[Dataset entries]
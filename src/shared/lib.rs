// Declare modules at the root level
pub mod catalog;
pub mod domain;
pub mod error;
pub mod normalize;
pub mod poll;
pub mod recommend;
pub mod store;
pub mod time;

// Test utilities module (available in test and integration test builds)
#[cfg(any(test, feature = "test-utils"))]
pub mod test_utils;

// Re-export at root for convenience
pub use catalog::catalog;
pub use domain::{Difficulty, PlantProfile, Range, SoilReading};
pub use error::{error_codes, ErrorResponse};
pub use normalize::{normalize, reject_wrong_types, IngestPayload, NormalizationReport};
pub use poll::{PollConfig, PollError, Poller};
pub use recommend::{match_score, recommend, MATCH_THRESHOLD};
pub use store::LatestReadingSlot;
pub use time::{Clock, FixedClock, SystemClock};
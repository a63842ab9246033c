use std::net::{IpAddr, Ipv4Addr, SocketAddr};

use warp::http::Uri;

pub const DEFAULT_PORT: u16 = 3000;
pub const DEFAULT_CORS_ALLOWED_ORIGIN: &str = "http://localhost:5173";

/// Configuration for the relay, loaded from the environment.
#[derive(Debug, Clone)]
pub struct Config {
    /// Listen port (PORT)
    pub port: u16,
    /// Origin allowed to call the query endpoints (CORS_ALLOWED_ORIGIN)
    pub cors_allowed_origin: String,
}

impl Config {
    /// Create a new Config instance from environment variables,
    /// falling back to documented defaults for anything unset.
    pub fn from_env() -> Result<Self, ConfigError> {
        let port = match std::env::var("PORT") {
            Ok(raw) => raw
                .parse::<u16>()
                .map_err(|_| ConfigError::InvalidPort(raw))?,
            Err(_) => DEFAULT_PORT,
        };

        let cors_allowed_origin = std::env::var("CORS_ALLOWED_ORIGIN")
            .unwrap_or_else(|_| DEFAULT_CORS_ALLOWED_ORIGIN.to_string());
        validate_origin(&cors_allowed_origin)?;

        Ok(Config {
            port,
            cors_allowed_origin,
        })
    }

    pub fn listen_addr(&self) -> SocketAddr {
        SocketAddr::new(IpAddr::V4(Ipv4Addr::UNSPECIFIED), self.port)
    }
}

/// An origin must be `*` or `scheme://host[:port]`; warp's CORS layer
/// panics on anything else, so the check happens at startup instead.
fn validate_origin(origin: &str) -> Result<(), ConfigError> {
    if origin == "*" {
        return Ok(());
    }
    let uri: Uri = origin
        .parse()
        .map_err(|_| ConfigError::InvalidOrigin(origin.to_string()))?;
    if uri.scheme().is_none() || uri.authority().is_none() {
        return Err(ConfigError::InvalidOrigin(origin.to_string()));
    }
    Ok(())
}

/// Configuration errors
#[derive(Debug, thiserror::Error)]
pub enum ConfigError {
    #[error("PORT must be a number between 1 and 65535, got '{0}'")]
    InvalidPort(String),

    #[error("CORS_ALLOWED_ORIGIN must be '*' or an origin like 'http://host:port', got '{0}'")]
    InvalidOrigin(String),
}

#[cfg(test)]
mod tests {
    use super::*;
    use std::sync::Mutex;

    // Tests that modify environment variables must run serially
    static ENV_LOCK: Mutex<()> = Mutex::new(());

    #[test]
    fn test_config_defaults() {
        let _lock = ENV_LOCK.lock().unwrap();
        std::env::remove_var("PORT");
        std::env::remove_var("CORS_ALLOWED_ORIGIN");

        let config = Config::from_env().unwrap();
        assert_eq!(config.port, DEFAULT_PORT);
        assert_eq!(config.cors_allowed_origin, DEFAULT_CORS_ALLOWED_ORIGIN);
        assert_eq!(config.listen_addr().to_string(), "0.0.0.0:3000");
    }

    #[test]
    fn test_config_from_env() {
        let _lock = ENV_LOCK.lock().unwrap();
        std::env::set_var("PORT", "8080");
        std::env::set_var("CORS_ALLOWED_ORIGIN", "http://dashboard.local:4000");

        let config = Config::from_env().unwrap();
        assert_eq!(config.port, 8080);
        assert_eq!(config.cors_allowed_origin, "http://dashboard.local:4000");

        std::env::remove_var("PORT");
        std::env::remove_var("CORS_ALLOWED_ORIGIN");
    }

    #[test]
    fn test_config_invalid_port() {
        let _lock = ENV_LOCK.lock().unwrap();
        std::env::set_var("PORT", "not-a-port");

        let result = Config::from_env();
        assert!(matches!(result, Err(ConfigError::InvalidPort(_))));

        std::env::remove_var("PORT");
    }

    #[test]
    fn test_config_invalid_origin() {
        let _lock = ENV_LOCK.lock().unwrap();
        std::env::remove_var("PORT");
        std::env::set_var("CORS_ALLOWED_ORIGIN", "not an origin");

        let result = Config::from_env();
        assert!(matches!(result, Err(ConfigError::InvalidOrigin(_))));

        std::env::remove_var("CORS_ALLOWED_ORIGIN");
    }

    #[test]
    fn test_config_wildcard_origin() {
        let _lock = ENV_LOCK.lock().unwrap();
        std::env::remove_var("PORT");
        std::env::set_var("CORS_ALLOWED_ORIGIN", "*");

        let config = Config::from_env().unwrap();
        assert_eq!(config.cors_allowed_origin, "*");

        std::env::remove_var("CORS_ALLOWED_ORIGIN");
    }
}
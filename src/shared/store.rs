use std::sync::RwLock;

use crate::domain::SoilReading;

/// Process-wide single-slot cache for the most recent validated reading.
///
/// Last-write-wins: every accepted ingest replaces the slot wholesale, never
/// field by field, so a reader can only ever observe a complete reading.
/// The slot starts empty and lives for the process lifetime; it is owned by
/// the ingest/query boundary and injected into handlers rather than living
/// in a module-level global.
#[derive(Debug, Default)]
pub struct LatestReadingSlot {
    slot: RwLock<Option<SoilReading>>,
}

impl LatestReadingSlot {
    pub fn new() -> Self {
        Self::default()
    }

    /// Atomically replace the slot's content.
    pub fn write(&self, reading: SoilReading) {
        // A poisoned lock still holds a complete reading; recover it rather
        // than propagating the panic of an unrelated thread.
        let mut slot = self.slot.write().unwrap_or_else(|e| e.into_inner());
        *slot = Some(reading);
    }

    /// Snapshot the current content. `None` only before the first write.
    pub fn read_latest(&self) -> Option<SoilReading> {
        self.slot.read().unwrap_or_else(|e| e.into_inner()).clone()
    }
}

#[cfg(test)]
mod tests {
    use super::*;
    use std::sync::Arc;

    fn reading(value: f64) -> SoilReading {
        SoilReading {
            nitrogen: value,
            phosphorus: value,
            potassium: value,
            moisture: value,
            ph: value,
            temperature: value,
            timestamp: format!("2024-01-15T10:30:{:02}+00:00", value as u32 % 60),
        }
    }

    #[test]
    fn test_empty_before_first_write() {
        let slot = LatestReadingSlot::new();
        assert_eq!(slot.read_latest(), None);
    }

    #[test]
    fn test_write_then_read() {
        let slot = LatestReadingSlot::new();
        slot.write(reading(1.0));
        assert_eq!(slot.read_latest(), Some(reading(1.0)));
    }

    #[test]
    fn test_last_write_wins() {
        let slot = LatestReadingSlot::new();
        slot.write(reading(1.0));
        slot.write(reading(2.0));

        // Exactly B, never a merge of A and B.
        let latest = slot.read_latest().unwrap();
        assert_eq!(latest, reading(2.0));
    }

    #[test]
    fn test_readers_never_observe_torn_readings() {
        // One writer role, many reader roles. Every written reading has all
        // sensor fields equal, so any mixed-field observation would prove a
        // torn read.
        let slot = Arc::new(LatestReadingSlot::new());
        slot.write(reading(0.0));

        let writer = {
            let slot = Arc::clone(&slot);
            std::thread::spawn(move || {
                for i in 1..=500 {
                    slot.write(reading(f64::from(i)));
                }
            })
        };

        let readers: Vec<_> = (0..4)
            .map(|_| {
                let slot = Arc::clone(&slot);
                std::thread::spawn(move || {
                    for _ in 0..500 {
                        let r = slot.read_latest().unwrap();
                        assert_eq!(r.nitrogen, r.phosphorus);
                        assert_eq!(r.nitrogen, r.potassium);
                        assert_eq!(r.nitrogen, r.moisture);
                        assert_eq!(r.nitrogen, r.ph);
                        assert_eq!(r.nitrogen, r.temperature);
                    }
                })
            })
            .collect();

        writer.join().unwrap();
        for reader in readers {
            reader.join().unwrap();
        }
        assert_eq!(slot.read_latest().unwrap().nitrogen, 500.0);
    }
}
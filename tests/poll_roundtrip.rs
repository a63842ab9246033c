//! Integration Test: Poll Loop
//!
//! Runs the consumer-side poll loop against a live local endpoint and
//! verifies that readings arrive on the watch channel, that the newest
//! reading wins, and that stopping the loop tears the task down cleanly.

use std::sync::Arc;
use std::time::Duration;

use tokio::sync::watch;
use warp::Filter;

use soil_relay::domain::SoilReading;
use soil_relay::poll::{PollConfig, Poller};

fn reading(nitrogen: f64) -> SoilReading {
    SoilReading {
        nitrogen,
        phosphorus: 45.0,
        potassium: 200.0,
        moisture: 65.0,
        ph: 6.5,
        temperature: 23.0,
        timestamp: "2024-01-15T10:30:00+00:00".to_string(),
    }
}

/// Bind a throwaway server on an ephemeral port that serves whatever
/// reading is currently in the watch channel.
async fn serve_latest(
    source: watch::Receiver<SoilReading>,
) -> (std::net::SocketAddr, tokio::task::JoinHandle<()>) {
    let source = Arc::new(source);
    let route = warp::get()
        .and(warp::path!("api" / "latest"))
        .map(move || warp::reply::json(&source.borrow().clone()));

    let (addr, server) = warp::serve(route).bind_ephemeral(([127, 0, 0, 1], 0));
    let handle = tokio::spawn(server);
    (addr, handle)
}

fn fast_config(addr: std::net::SocketAddr) -> PollConfig {
    PollConfig {
        endpoint: format!("http://{}/api/latest", addr),
        interval: Duration::from_millis(20),
        request_timeout: Duration::from_secs(1),
        max_attempts: 2,
        initial_backoff: Duration::from_millis(10),
    }
}

#[tokio::test]
async fn test_poller_receives_latest_reading() {
    let (_tx, rx) = watch::channel(reading(150.0));
    let (addr, server) = serve_latest(rx).await;

    let poller = Poller::spawn(fast_config(addr)).unwrap();
    let mut latest = poller.latest();

    tokio::time::timeout(Duration::from_secs(5), latest.changed())
        .await
        .expect("poll cycle should complete")
        .expect("sender should still be alive");

    let received = latest.borrow().clone().expect("reading should be present");
    assert_eq!(received.nitrogen, 150.0);
    assert_eq!(received.ph, 6.5);

    poller.stop().await;
    server.abort();
}

#[tokio::test]
async fn test_poller_tracks_newest_reading() {
    let (tx, rx) = watch::channel(reading(150.0));
    let (addr, server) = serve_latest(rx).await;

    let poller = Poller::spawn(fast_config(addr)).unwrap();
    let mut latest = poller.latest();

    tokio::time::timeout(Duration::from_secs(5), latest.changed())
        .await
        .expect("first poll cycle should complete")
        .expect("sender should still be alive");
    assert_eq!(latest.borrow().clone().unwrap().nitrogen, 150.0);

    // The device posts again; subsequent cycles must surface the new value.
    tx.send(reading(42.0)).unwrap();
    let updated = tokio::time::timeout(Duration::from_secs(5), async {
        loop {
            latest.changed().await.expect("sender should still be alive");
            let current = latest.borrow().clone().unwrap();
            if current.nitrogen == 42.0 {
                return current;
            }
        }
    })
    .await
    .expect("updated reading should arrive");

    assert_eq!(updated.nitrogen, 42.0);

    poller.stop().await;
    server.abort();
}

#[tokio::test]
async fn test_failed_cycles_leave_channel_empty() {
    // No server is listening: cycles fail and nothing is published.
    let config = PollConfig {
        endpoint: "http://127.0.0.1:9/api/latest".to_string(),
        interval: Duration::from_millis(20),
        request_timeout: Duration::from_millis(200),
        max_attempts: 1,
        initial_backoff: Duration::from_millis(1),
    };
    let poller = Poller::spawn(config).unwrap();

    tokio::time::sleep(Duration::from_millis(100)).await;
    assert!(poller.latest().borrow().is_none());

    tokio::time::timeout(Duration::from_secs(5), poller.stop())
        .await
        .expect("stop should not hang");
}
use serde::{Deserialize, Serialize};

/// Standard error response payload
/// Contains stable machine-readable error code, human-readable message, and request ID
#[derive(Debug, Clone, Serialize, Deserialize)]
pub struct ErrorResponse {
    /// Stable machine-readable error code (e.g., "INVALID_FORMAT")
    pub error: String,

    /// Human-readable error message
    pub message: String,

    /// Request ID for tracing and debugging
    pub request_id: String,
}

impl ErrorResponse {
    /// Create a new error response
    pub fn new(
        error: impl Into<String>,
        message: impl Into<String>,
        request_id: impl Into<String>,
    ) -> Self {
        Self {
            error: error.into(),
            message: message.into(),
            request_id: request_id.into(),
        }
    }

    /// Convert to JSON string
    pub fn to_json(&self) -> Result<String, serde_json::Error> {
        serde_json::to_string(self)
    }
}

/// Common error codes used across the API
pub mod error_codes {
    // Validation errors
    pub const INVALID_FORMAT: &str = "INVALID_FORMAT";
    pub const INVALID_VALUE: &str = "INVALID_VALUE";

    // Internal errors
    pub const INTERNAL_ERROR: &str = "INTERNAL_ERROR";
}
use chrono::{DateTime, Utc};

/// Clock trait for abstracting time operations.
///
/// Readings are stamped at normalization time; injecting the clock keeps
/// that instant controllable in tests.
pub trait Clock: Send + Sync {
    /// Get current time as RFC3339 string (e.g. "2024-01-15T10:30:00+00:00")
    fn now_rfc3339(&self) -> String;
}

/// Production implementation of Clock using system time
#[derive(Debug, Clone, Default)]
pub struct SystemClock;

impl SystemClock {
    pub fn new() -> Self {
        Self
    }
}

impl Clock for SystemClock {
    fn now_rfc3339(&self) -> String {
        Utc::now().to_rfc3339()
    }
}

/// Test implementation of Clock with a fixed instant
#[derive(Debug, Clone)]
pub struct FixedClock {
    timestamp: DateTime<Utc>,
}

impl FixedClock {
    pub fn new(timestamp: DateTime<Utc>) -> Self {
        Self { timestamp }
    }

    /// Create a FixedClock from an RFC3339 string
    pub fn from_rfc3339(timestamp_str: &str) -> Result<Self, chrono::ParseError> {
        let timestamp = DateTime::parse_from_rfc3339(timestamp_str)?.with_timezone(&Utc);
        Ok(Self { timestamp })
    }

    /// Advance the fixed time by the given number of seconds
    pub fn advance_seconds(&mut self, seconds: i64) {
        self.timestamp += chrono::Duration::seconds(seconds);
    }
}

impl Clock for FixedClock {
    fn now_rfc3339(&self) -> String {
        self.timestamp.to_rfc3339()
    }
}
use serde::{Deserialize, Serialize};

// ============================================================================
// Core Domain Models
// ============================================================================

/// SoilReading is a validated snapshot of soil sensor values at one instant.
///
/// Every field is guaranteed in range after normalization; raw device
/// payloads never reach consumers of this type.
#[derive(Debug, Clone, Serialize, Deserialize, PartialEq)]
pub struct SoilReading {
    /// Nitrogen content in mg/kg
    pub nitrogen: f64,
    /// Phosphorus content in mg/kg
    pub phosphorus: f64,
    /// Potassium content in mg/kg
    pub potassium: f64,
    /// Volumetric moisture in percent (0-100)
    pub moisture: f64,
    /// Soil pH (0-14)
    pub ph: f64,
    /// Soil temperature in degrees Celsius
    pub temperature: f64,
    /// RFC3339 timestamp, stamped at normalization time (never by the device)
    pub timestamp: String,
}

impl SoilReading {
    /// Value substituted for a field when no previous good reading exists.
    pub const BASELINE_VALUE: f64 = 0.0;

    /// The reading served before any device has reported.
    ///
    /// All sensor fields are zero so consumers always render a complete
    /// reading instead of an error state.
    pub fn baseline(timestamp: String) -> Self {
        Self {
            nitrogen: Self::BASELINE_VALUE,
            phosphorus: Self::BASELINE_VALUE,
            potassium: Self::BASELINE_VALUE,
            moisture: Self::BASELINE_VALUE,
            ph: Self::BASELINE_VALUE,
            temperature: Self::BASELINE_VALUE,
            timestamp,
        }
    }
}

/// Closed numeric interval, inclusive at both ends.
///
/// Serialized as a two-element `[min, max]` array to match the dashboard's
/// wire contract.
#[derive(Debug, Clone, Copy, Serialize, Deserialize, PartialEq)]
#[serde(from = "(f64, f64)", into = "(f64, f64)")]
pub struct Range {
    pub min: f64,
    pub max: f64,
}

impl Range {
    pub const fn new(min: f64, max: f64) -> Self {
        Self { min, max }
    }

    /// Boundary values count as contained (closed interval).
    pub fn contains(&self, value: f64) -> bool {
        value >= self.min && value <= self.max
    }
}

impl From<(f64, f64)> for Range {
    fn from((min, max): (f64, f64)) -> Self {
        Self { min, max }
    }
}

impl From<Range> for (f64, f64) {
    fn from(range: Range) -> Self {
        (range.min, range.max)
    }
}

// ============================================================================
// Catalog Models
// ============================================================================

/// Growing difficulty classification for a catalog entry.
#[derive(Debug, Clone, Copy, Serialize, Deserialize, PartialEq, Eq)]
pub enum Difficulty {
    Easy,
    Moderate,
    Difficult,
}

impl Difficulty {
    pub fn as_str(&self) -> &'static str {
        match self {
            Difficulty::Easy => "Easy",
            Difficulty::Moderate => "Moderate",
            Difficulty::Difficult => "Difficult",
        }
    }
}

/// PlantProfile is one entry of the static plant catalog.
///
/// The five ranges describe the plant's preferred soil conditions and are
/// fixed at catalog-definition time; nothing mutates a profile after load.
/// `optimal_conditions` is informational only and plays no part in matching.
#[derive(Debug, Clone, Serialize, Deserialize, PartialEq)]
#[serde(rename_all = "camelCase")]
pub struct PlantProfile {
    pub id: String,
    pub name: String,
    pub scientific_name: String,
    pub image_url: String,
    pub optimal_conditions: Vec<String>,
    pub growth_period: String,
    pub difficulty: Difficulty,
    pub nitrogen_range: Range,
    pub phosphorus_range: Range,
    pub potassium_range: Range,
    pub moisture_range: Range,
    pub ph_range: Range,
}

[ACTIVITY] Output each line of the records above exactly, beginning at the first, and stop once the line containing "pub const DEFAULT_PORT: u16 = 3000;" has been output.

[REPLY TO THE TASK]
filename src/shared/lib.rs
// Declare modules at the root level
pub mod catalog;
pub mod domain;
pub mod error;
pub mod normalize;
pub mod poll;
pub mod recommend;
pub mod store;
pub mod time;

// Test utilities module (available in test and integration test builds)
#[cfg(any(test, feature = "test-utils"))]
pub mod test_utils;

// Re-export at root for convenience
pub use catalog::catalog;
pub use domain::{Difficulty, PlantProfile, Range, SoilReading};
pub use error::{error_codes, ErrorResponse};
pub use normalize::{normalize, reject_wrong_types, IngestPayload, NormalizationReport};
pub use poll::{PollConfig, PollError, Poller};
pub use recommend::{match_score, recommend, MATCH_THRESHOLD};
pub use store::LatestReadingSlot;
pub use time::{Clock, FixedClock, SystemClock};
repository a63842ab9246033c
use std::net::{IpAddr, Ipv4Addr, SocketAddr};

use warp::http::Uri;

pub const DEFAULT_PORT: u16 = 3000;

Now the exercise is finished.